Le professeur Matsuzaki explique la motivation de son étude : « Le métabolisme du CYP forme à la fois des acides gras époxy (EpFA), qui ont des effets anti-inflammatoires, et des acides gras dihydroxy, ou « diols », qui ont des propriétés inflammatoires. Nous avons émis l’hypothèse que la dynamique des métabolites CYP-PUFA pendant la période fœtale, c’est-à-dire des niveaux d’EpFA plus faibles, des niveaux de diol plus élevés et/ou des enzymes métaboliques d’EpFA plus élevés, pourrait influencer les symptômes du TSA et les difficultés de fonctionnement quotidien chez les enfants après la naissance. »
Pour tester cette hypothèse, les chercheurs ont étudié le lien entre les métabolites des acides gras polyinsaturés présents dans le sang du cordon ombilical et les scores de TSA chez 200 enfants. Les échantillons de sang du cordon ombilical ont été prélevés immédiatement après la naissance et conservés de manière appropriée, tandis que les symptômes du TSA et le fonctionnement adaptatif ont été évalués lorsque les mêmes enfants avaient six ans, avec l'aide de leur mère.
Après des analyses statistiques minutieuses des résultats, les chercheurs ont identifié un composé dans le sang du cordon ombilical qui pourrait avoir de fortes implications sur la gravité du TSA, à savoir les acides 11,12-dihydroxyeicosatriénoïques (diHETrE), un acide gras dihydroxy acide dérivé de l'acide arachidonique.
Conséquences des résultats
« Les niveaux de diHETrE, un diol dérivé de l’acide arachidonique, dans le sang du cordon ombilical à la naissance ont eu un impact significatif sur les symptômes ultérieurs du TSA chez les enfants et ont également été associés à un fonctionnement adaptatif altéré. Ces résultats suggèrent que la dynamique du diHETrE pendant la période fœtale est importante dans la trajectoire développementale des enfants après la naissance », souligne le professeur Matsuzaki.
Plus précisément, les chercheurs ont constaté que des niveaux élevés de la molécule 11,12-diHETrE avaient un impact sur les interactions sociales, tandis que de faibles niveaux de 8,9-diHETrE avaient un impact sur les comportements répétitifs et restrictifs. De plus, cette corrélation était plus spécifique pour les filles que pour les garçons. Ces nouvelles connaissances pourraient être cruciales pour comprendre, diagnostiquer et potentiellement prévenir les TSA. En mesurant les niveaux de diHETrE à la naissance, il pourrait être possible de prédire la probabilité de développement de TSA chez les enfants.

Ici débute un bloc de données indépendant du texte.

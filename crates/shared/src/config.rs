//! 配置管理模块
//!
//! 支持多格式配置文件加载，环境变量覆盖，以及类型安全的配置访问。

use std::path::Path;
use std::time::Duration;

use config::{Config, ConfigError, Environment, File};
use serde::Deserialize;

/// Kafka 配置
#[derive(Debug, Clone, Deserialize)]
#[serde(default)]
pub struct KafkaConfig {
    /// 逗号分隔的 broker 地址列表
    pub brokers: String,
    /// 通知主 topic
    pub topic: String,
    /// 死信 topic，为空时不投递死信
    pub dead_letter_topic: Option<String>,
    pub consumer_group: String,
    pub auto_offset_reset: String,
    /// 单条消息等待 broker 确认的上限
    pub send_timeout_ms: u64,
    pub session_timeout_ms: u64,
    /// 生产者身份标识，写入消息头 `producer`
    pub producer_id: String,
}

impl Default for KafkaConfig {
    fn default() -> Self {
        Self {
            brokers: "localhost:9092".to_string(),
            topic: "ticketing.notifications".to_string(),
            dead_letter_topic: Some("ticketing.notifications.dlq".to_string()),
            consumer_group: "notification-service".to_string(),
            auto_offset_reset: "earliest".to_string(),
            send_timeout_ms: 5000,
            session_timeout_ms: 10000,
            producer_id: "notification-service".to_string(),
        }
    }
}

impl KafkaConfig {
    /// 拆分 broker 列表，忽略空白项
    pub fn broker_list(&self) -> Vec<String> {
        self.brokers
            .split(',')
            .map(str::trim)
            .filter(|s| !s.is_empty())
            .map(String::from)
            .collect()
    }

    pub fn send_timeout(&self) -> Duration {
        Duration::from_millis(self.send_timeout_ms)
    }

    /// 空字符串视为未配置死信 topic
    pub fn dead_letter_topic(&self) -> Option<&str> {
        self.dead_letter_topic
            .as_deref()
            .map(str::trim)
            .filter(|t| !t.is_empty())
    }
}

/// 消费者工作池配置
#[derive(Debug, Clone, Deserialize)]
#[serde(default)]
pub struct WorkerConfig {
    pub worker_count: usize,
    /// 单个渠道的最大重试次数（不含首次投递）
    pub max_retries: u32,
    /// 退避基准时长，第 k 次重试前等待 base * 2^k
    pub base_delay_ms: u64,
    /// 单次渠道投递的超时上限
    pub processing_timeout_ms: u64,
    pub poll_timeout_ms: u64,
    /// broker 拉取出错后的暂停时长
    pub poll_error_backoff_ms: u64,
    /// 停机时等待在途消息处理完成的宽限期
    pub shutdown_grace_ms: u64,
    /// 未到计划时间的消息在 worker 中最多停留的时长，超出后写回 topic 末尾
    pub schedule_hold_ms: u64,
}

impl Default for WorkerConfig {
    fn default() -> Self {
        Self {
            worker_count: 3,
            max_retries: 3,
            base_delay_ms: 1000,
            processing_timeout_ms: 30_000,
            poll_timeout_ms: 1000,
            poll_error_backoff_ms: 5000,
            shutdown_grace_ms: 30_000,
            schedule_hold_ms: 1000,
        }
    }
}

impl WorkerConfig {
    pub fn base_delay(&self) -> Duration {
        Duration::from_millis(self.base_delay_ms)
    }

    pub fn processing_timeout(&self) -> Duration {
        Duration::from_millis(self.processing_timeout_ms)
    }

    pub fn poll_timeout(&self) -> Duration {
        Duration::from_millis(self.poll_timeout_ms)
    }

    pub fn poll_error_backoff(&self) -> Duration {
        Duration::from_millis(self.poll_error_backoff_ms)
    }

    pub fn shutdown_grace(&self) -> Duration {
        Duration::from_millis(self.shutdown_grace_ms)
    }

    pub fn schedule_hold(&self) -> Duration {
        Duration::from_millis(self.schedule_hold_ms)
    }
}

/// 渠道开关
#[derive(Debug, Clone, Deserialize)]
#[serde(default)]
pub struct ChannelsConfig {
    pub email_enabled: bool,
    pub sms_enabled: bool,
    pub push_enabled: bool,
}

impl Default for ChannelsConfig {
    fn default() -> Self {
        Self {
            email_enabled: true,
            sms_enabled: false,
            push_enabled: false,
        }
    }
}

/// SMTP 中继配置
#[derive(Debug, Clone, Deserialize)]
#[serde(default)]
pub struct SmtpConfig {
    pub host: String,
    pub port: u16,
    pub username: String,
    pub password: String,
    pub from_address: String,
    pub from_name: String,
}

impl Default for SmtpConfig {
    fn default() -> Self {
        Self {
            host: "localhost".to_string(),
            port: 587,
            username: String::new(),
            password: String::new(),
            from_address: "noreply@tickets.example.com".to_string(),
            from_name: "Ticketing".to_string(),
        }
    }
}

/// 可观测性配置
#[derive(Debug, Clone, Deserialize)]
#[serde(default)]
pub struct ObservabilityConfig {
    pub log_level: String,
    /// 是否输出 JSON 结构化日志
    pub json_logs: bool,
    pub metrics_enabled: bool,
    pub metrics_port: u16,
}

impl Default for ObservabilityConfig {
    fn default() -> Self {
        Self {
            log_level: "info".to_string(),
            json_logs: false,
            metrics_enabled: true,
            metrics_port: 9090,
        }
    }
}

/// 应用配置
#[derive(Debug, Clone, Deserialize, Default)]
#[serde(default)]
pub struct AppConfig {
    pub service_name: String,
    pub environment: String,
    pub kafka: KafkaConfig,
    pub worker: WorkerConfig,
    pub channels: ChannelsConfig,
    pub smtp: SmtpConfig,
    pub observability: ObservabilityConfig,
}

impl AppConfig {
    /// 从配置文件和环境变量加载配置
    ///
    /// 加载顺序（后加载的会覆盖先加载的同名配置项）：
    /// 1. config/default.toml
    /// 2. config/{environment}.toml
    /// 3. config/{service_name}.toml
    /// 4. 环境变量（NOTIFY_ 前缀，双下划线分隔层级，如 NOTIFY_KAFKA__BROKERS -> kafka.brokers）
    pub fn load(service_name: &str) -> Result<Self, ConfigError> {
        // .env 不存在属于正常情况
        let _ = dotenvy::dotenv();

        let env = std::env::var("NOTIFY_ENV").unwrap_or_else(|_| "development".to_string());
        let config_dir = std::env::var("CONFIG_DIR").unwrap_or_else(|_| "config".to_string());

        let builder = Config::builder()
            .set_default("service_name", service_name)?
            .set_default("environment", env.clone())?
            .add_source(File::from(Path::new(&config_dir).join("default.toml")).required(false))
            .add_source(
                File::from(Path::new(&config_dir).join(format!("{}.toml", env))).required(false),
            )
            .add_source(
                File::from(Path::new(&config_dir).join(format!("{}.toml", service_name)))
                    .required(false),
            )
            .add_source(
                Environment::with_prefix("NOTIFY")
                    .prefix_separator("_")
                    .separator("__")
                    .try_parsing(true),
            );

        builder.build()?.try_deserialize()
    }

    /// 校验启动所需的必填项，返回全部缺失项
    pub fn validate(&self) -> Result<(), Vec<String>> {
        let mut problems = Vec::new();

        if self.kafka.broker_list().is_empty() {
            problems.push("kafka.brokers 不能为空".to_string());
        }
        if self.kafka.topic.trim().is_empty() {
            problems.push("kafka.topic 不能为空".to_string());
        }
        if self.kafka.consumer_group.trim().is_empty() {
            problems.push("kafka.consumer_group 不能为空".to_string());
        }
        if self.worker.worker_count == 0 {
            problems.push("worker.worker_count 必须大于 0".to_string());
        }
        if self.worker.schedule_hold_ms == 0 {
            problems.push("worker.schedule_hold_ms 必须大于 0".to_string());
        }
        if self.channels.email_enabled {
            if self.smtp.host.trim().is_empty() {
                problems.push("smtp.host 不能为空".to_string());
            }
            if self.smtp.from_address.trim().is_empty() {
                problems.push("smtp.from_address 不能为空".to_string());
            }
        }

        if problems.is_empty() {
            Ok(())
        } else {
            Err(problems)
        }
    }
}

#[cfg(test)]
mod tests {
    use super::*;

    #[test]
    fn test_default_config() {
        let config = AppConfig::default();
        assert_eq!(config.worker.max_retries, 3);
        assert_eq!(config.worker.worker_count, 3);
        assert_eq!(config.kafka.topic, "ticketing.notifications");
        assert!(config.channels.email_enabled);
        assert!(!config.channels.sms_enabled);
    }

    #[test]
    fn test_broker_list_split() {
        let kafka = KafkaConfig {
            brokers: "k1:9092, k2:9092,,k3:9092 ".to_string(),
            ..Default::default()
        };
        assert_eq!(kafka.broker_list(), vec!["k1:9092", "k2:9092", "k3:9092"]);
    }

    #[test]
    fn test_blank_dead_letter_topic_is_disabled() {
        let kafka = KafkaConfig {
            dead_letter_topic: Some("  ".to_string()),
            ..Default::default()
        };
        assert_eq!(kafka.dead_letter_topic(), None);
        assert_eq!(
            KafkaConfig::default().dead_letter_topic(),
            Some("ticketing.notifications.dlq")
        );
    }

    #[test]
    fn test_validate_default_is_ok() {
        assert!(AppConfig::default().validate().is_ok());
    }

    #[test]
    fn test_validate_reports_every_problem() {
        let config = AppConfig {
            kafka: KafkaConfig {
                brokers: " ".to_string(),
                topic: String::new(),
                ..Default::default()
            },
            worker: WorkerConfig {
                worker_count: 0,
                schedule_hold_ms: 0,
                ..Default::default()
            },
            ..Default::default()
        };

        let problems = config.validate().unwrap_err();
        assert_eq!(problems.len(), 4);
        assert!(problems.iter().any(|p| p.contains("kafka.brokers")));
        assert!(problems.iter().any(|p| p.contains("kafka.topic")));
        assert!(problems.iter().any(|p| p.contains("worker.worker_count")));
        assert!(problems.iter().any(|p| p.contains("worker.schedule_hold_ms")));
    }

    #[test]
    fn test_smtp_required_only_when_email_enabled() {
        let mut config = AppConfig {
            smtp: SmtpConfig {
                host: String::new(),
                ..Default::default()
            },
            ..Default::default()
        };
        assert!(config.validate().is_err());

        config.channels.email_enabled = false;
        assert!(config.validate().is_ok());
    }

    #[test]
    fn test_worker_durations() {
        let worker = WorkerConfig {
            base_delay_ms: 250,
            processing_timeout_ms: 1500,
            ..Default::default()
        };
        assert_eq!(worker.base_delay(), Duration::from_millis(250));
        assert_eq!(worker.processing_timeout(), Duration::from_millis(1500));
        assert_eq!(worker.schedule_hold(), Duration::from_secs(1));
    }
}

« L’efficacité de l’intervention précoce auprès des enfants atteints de TSA est bien établie et la détection de cette maladie à la naissance pourrait améliorer l’intervention et le soutien aux enfants atteints de TSA », estime le professeur Matsuzaki. Il ajoute également que l’inhibition du métabolisme diHETrE pendant la grossesse pourrait être une voie prometteuse pour prévenir les traits de TSA chez les enfants, même si des recherches supplémentaires seront nécessaires à cet égard.
En conclusion, ces résultats ouvrent une voie prometteuse pour les chercheurs souhaitant percer les mystères entourant les TSA. Nous espérons qu’une meilleure compréhension et des diagnostics précoces permettront d’améliorer la vie des personnes atteintes de TSA et de leurs familles.
Ce travail a été financé en partie par KAKENHI du ministère de l'Éducation, de la Culture, des Sports, des Sciences et de la Technologie du Japon (19K21754, 22H00492). Ce travail a également été partiellement financé par le Life Science Innovation Center de l'Université de Fukui et le Center of Developmental Education and Research.